E se, mesmo com todas as orientações em relação a fotos e vídeos, ainda resta dúvidas? Para Manuela, é preciso que o médico avalie o risco de sua dúvida. Há tempo para outra consulta? É uma urgência? O que o paciente precisa agora? São questões a serem consideradas. “Precisamos balancear a equação de dúvida e risco. Se pensamos em um caso de acne versus rosácea, o risco é baixo. Diferente de uma dúvida entre Stevens Johnson versus varicela, doenças com etiologia e tratamento bem diferentes.”
Endocrinologia e Tecnologia
Encerrando a mesa, o endocrinologista Marcio Krakauer, coordenador do Departamento de Tecnologia, Saúde Digital e Telemedicina da Sociedade Brasileira de Diabetes (SBD), trouxe algumas contribuições do ponto de vista prático da rotina dos especialistas.
Abordando também a questão sob o viés de sua área de atuação, o especialista chamou atenção para o fato de o Brasil ter quase 17 milhões de diabéticos, enquanto os endocrinologistas são apenas cinco mil – e nem todos atuarem com o cuidado da doença.
Na visão de Krakauer, talvez a Telendocrinologia possa unir essa relativa pouca quantidade de médicos a mais pessoas diabéticas. “Esse tipo de consulta, estudado há tantos anos, ganhou uma velocidade voraz de crescimento com a pandemia.”
Em relação à propedêutica, em um exame de diabetes, o especialista entende que os dados antropométricos podem ser colhidos a distância por alguém preparado. Um enfermeiro
treinado, por exemplo, poderá aferir pressão, peso, altura, índice de massa corporal, circunferência abdominal, pulso, temperatura e oximetria dos pacientes.
Além disso, o endocrinologista mostrou ser possível, por meio de vídeos e fotos, que os médicos analisem as lesões de pele e pé ou as varizes, entre outros elementos desses pacientes. Assim como ocorre para avaliar os olhos ou a tireoide.

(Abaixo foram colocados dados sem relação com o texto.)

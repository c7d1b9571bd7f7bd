//! API server entry point.

use api::config::Config;
use tokio::signal;
use tracing_subscriber::EnvFilter;
use tracing_subscriber::layer::SubscriberExt;
use tracing_subscriber::util::SubscriberInitExt;

/// Waits for a shutdown signal (SIGINT or SIGTERM).
async fn shutdown_signal() {
    let ctrl_c = async {
        signal::ctrl_c()
            .await
            .expect("failed to install SIGINT handler");
    };

    #[cfg(unix)]
    let terminate = async {
        signal::unix::signal(signal::unix::SignalKind::terminate())
            .expect("failed to install SIGTERM handler")
            .recv()
            .await;
    };

    #[cfg(not(unix))]
    let terminate = std::future::pending::<()>();

    tokio::select! {
        () = ctrl_c => {
            tracing::info!("received SIGINT, starting graceful shutdown");
        }
        () = terminate => {
            tracing::info!("received SIGTERM, starting graceful shutdown");
        }
    }
}

#[tokio::main]
async fn main() {
    let config = Config::from_env();

    // 1. Initialize tracing
    tracing_subscriber::registry()
        .with(
            EnvFilter::try_from_default_env()
                .unwrap_or_else(|_| EnvFilter::new(config.log_level.clone())),
        )
        .with(tracing_subscriber::fmt::layer())
        .init();

    // 2. Install Prometheus metrics recorder
    let prometheus_builder = metrics_exporter_prometheus::PrometheusBuilder::new();
    let metrics_handle = prometheus_builder
        .install_recorder()
        .expect("failed to install Prometheus recorder");

    // 3. Create application state and router
    let state = api::create_default_state();
    let app = api::create_app(state, metrics_handle);

    // 4. Start server
    let addr = config.addr();
    tracing::info!(%addr, "starting API server");

    let listener = tokio::net::TcpListener::bind(&addr)
        .await
        .expect("failed to bind address");
    axum::serve(listener, app)
        .with_graceful_shutdown(shutdown_signal())
        .await
        .expect("server error");

    tracing::info!("server shut down gracefully");
}
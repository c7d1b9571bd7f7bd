//! Money and payment method value objects.

use serde::{Deserialize, Serialize};

/// Money amount represented in cents to avoid floating point issues.
#[derive(Debug, Clone, Copy, PartialEq, Eq, PartialOrd, Ord, Hash, Serialize, Deserialize)]
pub struct Money {
    /// Amount in cents (e.g., 1000 = $10.00)
    cents: i64,
}

impl Money {
    /// Creates a new Money amount from cents.
    pub fn from_cents(cents: i64) -> Self {
        Self { cents }
    }

    /// Returns zero money.
    pub fn zero() -> Self {
        Self { cents: 0 }
    }

    /// Returns the amount in cents.
    pub fn cents(&self) -> i64 {
        self.cents
    }

    /// Returns the dollar portion (whole number).
    pub fn dollars(&self) -> i64 {
        self.cents / 100
    }

    /// Returns the cents portion (remainder after dollars).
    pub fn cents_part(&self) -> i64 {
        self.cents.abs() % 100
    }

    /// Returns true if the amount is zero.
    pub fn is_zero(&self) -> bool {
        self.cents == 0
    }

    /// Multiplies by a quantity.
    pub fn multiply(&self, quantity: u32) -> Money {
        Money {
            cents: self.cents * quantity as i64,
        }
    }
}

impl Default for Money {
    fn default() -> Self {
        Self::zero()
    }
}

impl std::fmt::Display for Money {
    fn fmt(&self, f: &mut std::fmt::Formatter<'_>) -> std::fmt::Result {
        if self.cents < 0 {
            write!(f, "-${}.{:02}", self.dollars().abs(), self.cents_part())
        } else {
            write!(f, "${}.{:02}", self.dollars(), self.cents_part())
        }
    }
}

impl std::ops::Add for Money {
    type Output = Money;

    fn add(self, rhs: Self) -> Self::Output {
        Money {
            cents: self.cents + rhs.cents,
        }
    }
}

impl std::ops::Sub for Money {
    type Output = Money;

    fn sub(self, rhs: Self) -> Self::Output {
        Money {
            cents: self.cents - rhs.cents,
        }
    }
}

impl std::ops::AddAssign for Money {
    fn add_assign(&mut self, rhs: Self) {
        self.cents += rhs.cents;
    }
}

impl std::iter::Sum for Money {
    fn sum<I: Iterator<Item = Money>>(iter: I) -> Self {
        iter.fold(Money::zero(), |acc, m| acc + m)
    }
}

/// Payment method selected for an order.
///
/// Serialized in wire payloads and the confirmation event as the
/// upper-snake-case name (e.g. `"CREDIT_CARD"`).
#[derive(Debug, Clone, Copy, PartialEq, Eq, Hash, Serialize, Deserialize)]
#[serde(rename_all = "SCREAMING_SNAKE_CASE")]
pub enum PaymentMethod {
    CreditCard,
    Paypal,
    Cash,
    BankTransfer,
}

impl PaymentMethod {
    /// Returns the wire name of the payment method.
    pub fn as_str(&self) -> &'static str {
        match self {
            PaymentMethod::CreditCard => "CREDIT_CARD",
            PaymentMethod::Paypal => "PAYPAL",
            PaymentMethod::Cash => "CASH",
            PaymentMethod::BankTransfer => "BANK_TRANSFER",
        }
    }
}

impl std::fmt::Display for PaymentMethod {
    fn fmt(&self, f: &mut std::fmt::Formatter<'_>) -> std::fmt::Result {
        write!(f, "{}", self.as_str())
    }
}

#[cfg(test)]
mod tests {
    use super::*;

    #[test]
    fn test_money_from_cents() {
        let money = Money::from_cents(1234);
        assert_eq!(money.cents(), 1234);
        assert_eq!(money.dollars(), 12);
        assert_eq!(money.cents_part(), 34);
    }

    #[test]
    fn test_money_display() {
        assert_eq!(Money::from_cents(1234).to_string(), "$12.34");
        assert_eq!(Money::from_cents(100).to_string(), "$1.00");
        assert_eq!(Money::from_cents(5).to_string(), "$0.05");
        assert_eq!(Money::from_cents(-1234).to_string(), "-$12.34");
    }

    #[test]
    fn test_money_arithmetic() {
        let a = Money::from_cents(1000);
        let b = Money::from_cents(500);

        assert_eq!((a + b).cents(), 1500);
        assert_eq!((a - b).cents(), 500);
        assert_eq!(a.multiply(3).cents(), 3000);
    }

    #[test]
    fn test_money_sum() {
        let total: Money = [100, 250, 50].into_iter().map(Money::from_cents).sum();
        assert_eq!(total.cents(), 400);
    }

    #[test]
    fn test_payment_method_wire_names() {
        assert_eq!(PaymentMethod::CreditCard.to_string(), "CREDIT_CARD");
        assert_eq!(PaymentMethod::BankTransfer.to_string(), "BANK_TRANSFER");
    }

    #[test]
    fn test_payment_method_serialization() {
        let json = serde_json::to_string(&PaymentMethod::CreditCard).unwrap();
        assert_eq!(json, "\"CREDIT_CARD\"");
        let deserialized: PaymentMethod = serde_json::from_str("\"PAYPAL\"").unwrap();
        assert_eq!(deserialized, PaymentMethod::Paypal);
    }
}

Em relação ao controle e monitoramento dos pacientes, o membro da SBD lembrou que hoje já existem softwares específicos em que o paciente compartilha com a conta de seu médico os dados de glicemia. Também há diversos programas que monitoram outros dados importantes e até bombas de insulina. No futuro, acredita Krakauer, haverá canetas inteligentes para aplicar insulina, inclusive com acumulação dos dados.
“Telemedicina é uma ferramenta para o médico e só vai crescer. Precisamos de melhor regulação e inseri-la nos currículos de Medicina. Entendo que existem muitas possibilidades de conexão e que o exame físico, até certo ponto, pode e deve ser feito desta forma. Temos que ter o critério para selecionar aqueles que precisam do atendimento presencial. Acredito que a Endocrinologia é muito afeita à Telemedicina”, finalizou.